Could each record be restated word for word?

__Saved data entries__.
===============
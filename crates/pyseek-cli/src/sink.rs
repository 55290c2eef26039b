use crate::logger;
use pyseek_registry::{Diagnostic, DiagnosticSink};

/// Forwards registry diagnostics to the debug channel of the CLI logger,
/// so they show up with `-v` and always land in the log file.
#[derive(Debug, Default, Clone, Copy)]
pub struct LoggerSink;

impl DiagnosticSink for LoggerSink {
    fn report(&self, diagnostic: Diagnostic) {
        logger::debug(&diagnostic.to_string());
    }
}
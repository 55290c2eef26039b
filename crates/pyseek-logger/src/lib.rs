//! User-facing logging for the pyseek CLI
//!
//! Console output is gated on a process-wide verbosity level; every message
//! is also appended to a log file once [`init_with_verbosity`] has run.

#![deny(clippy::print_stdout)]

use colored::Colorize;
use indicatif::ProgressBar;
use std::fs::{self, OpenOptions};
use std::io::Write;
use std::path::{Path, PathBuf};
use std::sync::Mutex;

static LOG_FILE: Mutex<Option<PathBuf>> = Mutex::new(None);
static VERBOSITY: Mutex<u8> = Mutex::new(0);
static NO_STDOUT: Mutex<bool> = Mutex::new(false);
static SPINNER: Mutex<Option<ProgressBar>> = Mutex::new(None);

/// Get the current verbosity level
pub fn get_verbosity() -> u8 {
    VERBOSITY.lock().ok().map(|v| *v).unwrap_or(0)
}

fn set_verbosity(verbosity: u8) {
    if let Ok(mut v) = VERBOSITY.lock() {
        *v = verbosity;
    }
}

/// Get whether console logging is disabled
pub fn get_no_stdout() -> bool {
    NO_STDOUT.lock().ok().map(|v| *v).unwrap_or(false)
}

/// Set whether console logging is disabled
pub fn set_no_stdout(disabled: bool) {
    if let Ok(mut v) = NO_STDOUT.lock() {
        *v = disabled;
    }
}

/// Filter directive for `tracing-subscriber` matching the verbosity level.
/// 0 = warn only, 1 = debug (-v), 2 = trace (-vv)
pub fn verbosity_to_filter() -> &'static str {
    match get_verbosity() {
        0 => "warn",
        1 => "debug",
        _ => "trace",
    }
}

/// Initialize the logger with a verbosity level, logging to the default file
pub fn init_with_verbosity(verbosity: u8, no_stdout: bool) -> Result<(), String> {
    set_verbosity(verbosity);
    set_no_stdout(no_stdout);

    let config_dir = get_config_dir()?;
    init_log_file(&config_dir.join("pyseek.log"))
}

/// Log to `log_file`, truncating it first
pub fn init_log_file(log_file: &Path) -> Result<(), String> {
    if let Some(parent) = log_file.parent() {
        fs::create_dir_all(parent).map_err(|e| format!("Failed to create log directory: {}", e))?;
    }

    // Truncate log file on each run (overwrite instead of append)
    if log_file.exists() {
        let _ = fs::remove_file(log_file);
    }

    let mut guard = LOG_FILE
        .lock()
        .map_err(|_| "Log file lock poisoned".to_string())?;
    *guard = Some(log_file.to_path_buf());

    Ok(())
}

/// Get the config directory path
fn get_config_dir() -> Result<PathBuf, String> {
    #[cfg(not(target_os = "windows"))]
    let config_dir = dirs::home_dir()
        .ok_or("Could not determine home directory")?
        .join(".config")
        .join("pyseek");

    #[cfg(target_os = "windows")]
    let config_dir = dirs::config_dir()
        .ok_or("Could not determine config directory")?
        .join("pyseek");

    Ok(config_dir)
}

fn write_to_log(message: &str) {
    if let Ok(log_file_guard) = LOG_FILE.lock() {
        if let Some(ref log_path) = *log_file_guard {
            if let Ok(mut file) = OpenOptions::new().create(true).append(true).open(log_path) {
                let timestamp = chrono::Local::now().format("%Y-%m-%d %H:%M:%S");
                let _ = writeln!(file, "[{}] {}", timestamp, message);
            }
        }
    }
}

fn console_enabled() -> bool {
    !get_no_stdout()
}

/// Log an informational message (to console if verbose >= 1, always to file)
pub fn info(message: &str) {
    write_to_log(&format!("INFO {}", message));
    if get_verbosity() >= 1 && console_enabled() {
        eprintln!("{}", message);
    }
}

/// Log a debug message (to console if verbose >= 1, always to file)
pub fn debug(message: &str) {
    write_to_log(&format!("DEBUG {}", message));
    if get_verbosity() >= 1 && console_enabled() {
        eprintln!("{} {}", "DEBUG:".blue().bold(), message);
    }
}

/// Log a trace message (to console if verbose >= 2, always to file)
pub fn trace(message: &str) {
    write_to_log(&format!("TRACE {}", message));
    if get_verbosity() >= 2 && console_enabled() {
        eprintln!("{} {}", "TRACE:".dimmed(), message);
    }
}

/// Log a warning message (to both file and console)
pub fn warn(message: &str) {
    write_to_log(&format!("WARN {}", message));
    eprintln!("{} {}", "warning:".yellow().bold(), message);
}

/// Log an error message (to both file and console)
pub fn error(message: &str) {
    write_to_log(&format!("ERROR {}", message));
    eprintln!("{} {}", "Error:".red().bold(), message);
}

/// Log a success message
pub fn success(message: &str) {
    write_to_log(&format!("SUCCESS {}", message));
    if console_enabled() {
        eprintln!("{} {}", "\u{2714}".green().bold(), message);
    }
}

/// Record a finished command's output.
///
/// Always written to the log file; echoed to the console with `-v`.
pub fn capture_output(command_name: &str, output: &std::process::Output) {
    let stdout = String::from_utf8_lossy(&output.stdout);
    let stderr = String::from_utf8_lossy(&output.stderr);

    write_to_log(&format!(
        "COMMAND: {} (exit code: {:?})",
        command_name,
        output.status.code()
    ));

    if !stdout.is_empty() {
        write_to_log(&format!("  STDOUT:\n{}", stdout));
    }

    if !stderr.is_empty() {
        write_to_log(&format!("  STDERR:\n{}", stderr));
    }

    if get_verbosity() >= 1 && console_enabled() {
        for line in stdout.lines().chain(stderr.lines()) {
            eprintln!("  {}", line.dimmed());
        }
    }
}

/// Get the log file path for display
pub fn get_log_path() -> Option<PathBuf> {
    LOG_FILE.lock().ok().and_then(|guard| guard.clone())
}

/// Print the log file path to the user
pub fn show_log_path() {
    if let Some(path) = get_log_path() {
        eprintln!("Log file: {}", path.display());
    } else if let Ok(config_dir) = get_config_dir() {
        eprintln!("Log file: {}", config_dir.join("pyseek.log").display());
    } else {
        eprintln!("Log file location not available");
    }
}

/// Start a spinner with the given message (only if not verbose)
pub fn spinner_start(message: &str) {
    // Don't show spinner in verbose mode
    if get_verbosity() > 0 || !console_enabled() {
        return;
    }

    let spinner = ProgressBar::new_spinner();
    if let Ok(style) = indicatif::ProgressStyle::default_spinner()
        .tick_strings(&["⠋", "⠙", "⠹", "⠸", "⠼", "⠴", "⠦", "⠧", "⠇", "⠏"])
        .template("{spinner:.cyan} {msg}")
    {
        spinner.set_style(style);
    }
    spinner.enable_steady_tick(std::time::Duration::from_millis(80));
    spinner.set_message(message.to_string());

    if let Ok(mut spinner_guard) = SPINNER.lock() {
        *spinner_guard = Some(spinner);
    }
}

/// Stop the spinner without any message
pub fn spinner_stop() {
    if let Ok(mut spinner_guard) = SPINNER.lock() {
        if let Some(spinner) = spinner_guard.take() {
            spinner.finish_and_clear();
        }
    }
}

/// Complete the spinner with a success message
pub fn spinner_success(message: &str) {
    spinner_stop();
    success(message);
}

/// Stop the spinner with an error message
pub fn spinner_error(message: &str) {
    spinner_stop();
    write_to_log(&format!("ERROR {}", message));
    eprintln!("  {} {}", "✗".red().bold(), message);
}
===============
__Task solution__.
filename crates/pyseek-cli/src/sink.rs
repository 55290c2eef26039b
use crate::logger;
use pyseek_registry::{Diagnostic, DiagnosticSink};

/// Forwards registry diagnostics to the debug channel of the CLI logger,
/// so they show up with `-v` and always land in the log file.
#[derive(Debug, Default, Clone, Copy)]
pub struct LoggerSink;

impl DiagnosticSink for LoggerSink {
    fn report(&self, diagnostic: Diagnostic) {
        logger::debug(&diagnostic.to_string());
    }
}
repository 55290c2eef26039b
filename crates/pyseek-logger/src/lib.rs
//! User-facing logging for the pyseek CLI
//!
//! Console output is gated on a process-wide verbosity level; every message
//! is also appended to a log file once [`init_with_verbosity`] has run.

#![deny(clippy::print_stdout)]

use colored::Colorize;
use indicatif::ProgressBar;
use std::fs::{self, OpenOptions};
use std::io::Write;
use std::path::{Path, PathBuf};
use std::sync::Mutex;

static LOG_FILE: Mutex<Option<PathBuf>> = Mutex::new(None);
static VERBOSITY: Mutex<u8> = Mutex::new(0);
static NO_STDOUT: Mutex<bool> = Mutex::new(false);
static SPINNER: Mutex<Option<ProgressBar>> = Mutex::new(None);

/// Get the current verbosity level
pub fn get_verbosity() -> u8 {
    VERBOSITY.lock().ok().map(|v| *v).unwrap_or(0)
}

fn set_verbosity(verbosity: u8) {
    if let Ok(mut v) = VERBOSITY.lock() {
        *v = verbosity;
    }
}

/// Get whether console logging is disabled
pub fn get_no_stdout() -> bool {
    NO_STDOUT.lock().ok().map(|v| *v).unwrap_or(false)
}

/// Set whether console logging is disabled
pub fn set_no_stdout(disabled: bool) {
    if let Ok(mut v) = NO_STDOUT.lock() {
        *v = disabled;
    }
}

/// Filter directive for `tracing-subscriber` matching the verbosity level.
/// 0 = warn only, 1 = debug (-v), 2 = trace (-vv)
pub fn verbosity_to_filter() -> &'static str {
    match get_verbosity() {
        0 => "warn",
        1 => "debug",
        _ => "trace",
    }
}

/// Initialize the logger with a verbosity level, logging to the default file
pub fn init_with_verbosity(verbosity: u8, no_stdout: bool) -> Result<(), String> {
    set_verbosity(verbosity);
    set_no_stdout(no_stdout);

    let config_dir = get_config_dir()?;
    init_log_file(&config_dir.join("pyseek.log"))
}

/// Log to `log_file`, truncating it first
pub fn init_log_file(log_file: &Path) -> Result<(), String> {
    if let Some(parent) = log_file.parent() {
        fs::create_dir_all(parent).map_err(|e| format!("Failed to create log directory: {}", e))?;
    }

    // Truncate log file on each run (overwrite instead of append)
    if log_file.exists() {
        let _ = fs::remove_file(log_file);
    }

    let mut guard = LOG_FILE
        .lock()
        .map_err(|_| "Log file lock poisoned".to_string())?;
    *guard = Some(log_file.to_path_buf());

    Ok(())
}

/// Get the config directory path
fn get_config_dir() -> Result<PathBuf, String> {
    #[cfg(not(target_os = "windows"))]
    let config_dir = dirs::home_dir()
        .ok_or("Could not determine home directory")?
        .join(".config")
        .join("pyseek");

    #[cfg(target_os = "windows")]
    let config_dir = dirs::config_dir()
        .ok_or("Could not determine config directory")?
        .join("pyseek");

    Ok(config_dir)
}

fn write_to_log(message: &str) {
    if let Ok(log_file_guard) = LOG_FILE.lock() {
        if let Some(ref log_path) = *log_file_guard {
            if let Ok(mut file) = OpenOptions::new().create(true).append(true).open(log_path) {
                let timestamp = chrono::Local::now().format("%Y-%m-%d %H:%M:%S");
                let _ = writeln!(file, "[{}] {}", timestamp, message);
            }
        }
    }
}

fn console_enabled() -> bool {
    !get_no_stdout()
}

/// Log an informational message (to console if verbose >= 1, always to file)
pub fn info(message: &str) {
    write_to_log(&format!("INFO {}", message));
    if get_verbosity() >= 1 && console_enabled() {
        eprintln!("{}", message);
    }
}

/// Log a debug message (to console if verbose >= 1, always to file)
pub fn debug(message: &str) {
    write_to_log(&format!("DEBUG {}", message));
    if get_verbosity() >= 1 && console_enabled() {
        eprintln!("{} {}", "DEBUG:".blue().bold(), message);
    }
}

/// Log a trace message (to console if verbose >= 2, always to file)
pub fn trace(message: &str) {
    write_to_log(&format!("TRACE {}", message));
    if get_verbosity() >= 2 && console_enabled() {
        eprintln!("{} {}", "TRACE:".dimmed(), message);
    }
}

/// Log a warning message (to both file and console)
pub fn warn(message: &str) {
    write_to_log(&format!("WARN {}", message));
    eprintln!("{} {}", "warning:".yellow().bold(), message);
}

/// Log an error message (to both file and console)
pub fn error(message: &str) {
    write_to_log(&format!("ERROR {}", message));
    eprintln!("{} {}", "Error:".red().bold(), message);
}

/// Log a success message
pub fn success(message: &str) {
    write_to_log(&format!("SUCCESS {}", message));
    if console_enabled() {
        eprintln!("{} {}", "\u{2714}".green().bold(), message);
    }
}

/// Record a finished command's output.
///
/// Always written to the log file; echoed to the console with `-v`.
pub fn capture_output(command_name: &str, output: &std::process::Output) {
    let stdout = String::from_utf8_lossy(&output.stdout);
    let stderr = String::from_utf8_lossy(&output.stderr);

    write_to_log(&format!(
        "COMMAND: {} (exit code: {:?})",
        command_name,
        output.status.code()
    ));

    if !stdout.is_empty() {
        write_to_log(&format!("  STDOUT:\n{}", stdout));
    }

    if !stderr.is_empty() {
        write_to_log(&format!("  STDERR:\n{}", stderr));
    }

    if get_verbosity() >= 1 && console_enabled() {
        for line in stdout.lines().chain(stderr.lines()) {
            eprintln!("  {}", line.dimmed());
        }
    }
}

/// Get the log file path for display
pub fn get_log_path() -> Option<PathBuf> {
    LOG_FILE.lock().ok().and_then(|guard| guard.clone())
}

/// Print the log file path to the user
pub fn show_log_path() {
    if let Some(path) = get_log_path() {
        eprintln!("Log file: {}", path.display());
    } else if let Ok(config_dir) = get_config_dir() {
        eprintln!("Log file: {}", config_dir.join("pyseek.log").display());
    } else {
        eprintln!("Log file location not available");
    }
}

/// Start a spinner with the given message (only if not verbose)
pub fn spinner_start(message: &str) {
    // Don't show spinner in verbose mode
    if get_verbosity() > 0 || !console_enabled() {
        return;
    }

    let spinner = ProgressBar::new_spinner();
    if let Ok(style) = indicatif::ProgressStyle::default_spinner()
        .tick_strings(&["⠋", "⠙", "⠹", "⠸", "⠼", "⠴", "⠦", "⠧", "⠇", "⠏"])
        .template("{spinner:.cyan} {msg}")
    {
        spinner.set_style(style);
    }
    spinner.enable_steady_tick(std::time::Duration::from_millis(80));
    spinner.set_message(message.to_string());

    if let Ok(mut spinner_guard) = SPINNER.lock() {
        *spinner_guard = Some(spinner);
    }
}

/// Stop the spinner without any message
pub fn spinner_stop() {
    if let Ok(mut spinner_guard) = SPINNER.lock() {
        if let Some(spinner) = spinner_guard.take() {
            spinner.finish_and_clear();
        }
    }
}

/// Complete the spinner with a success message
pub fn spinner_success(message: &str) {
    spinner_stop();
    success(message);
}

/// Stop the spinner with an error message
pub fn spinner_error(message: &str) {
    spinner_stop();
    write_to_log(&format!("ERROR {}", message));
    eprintln!("  {} {}", "✗".red().bold(), message);
}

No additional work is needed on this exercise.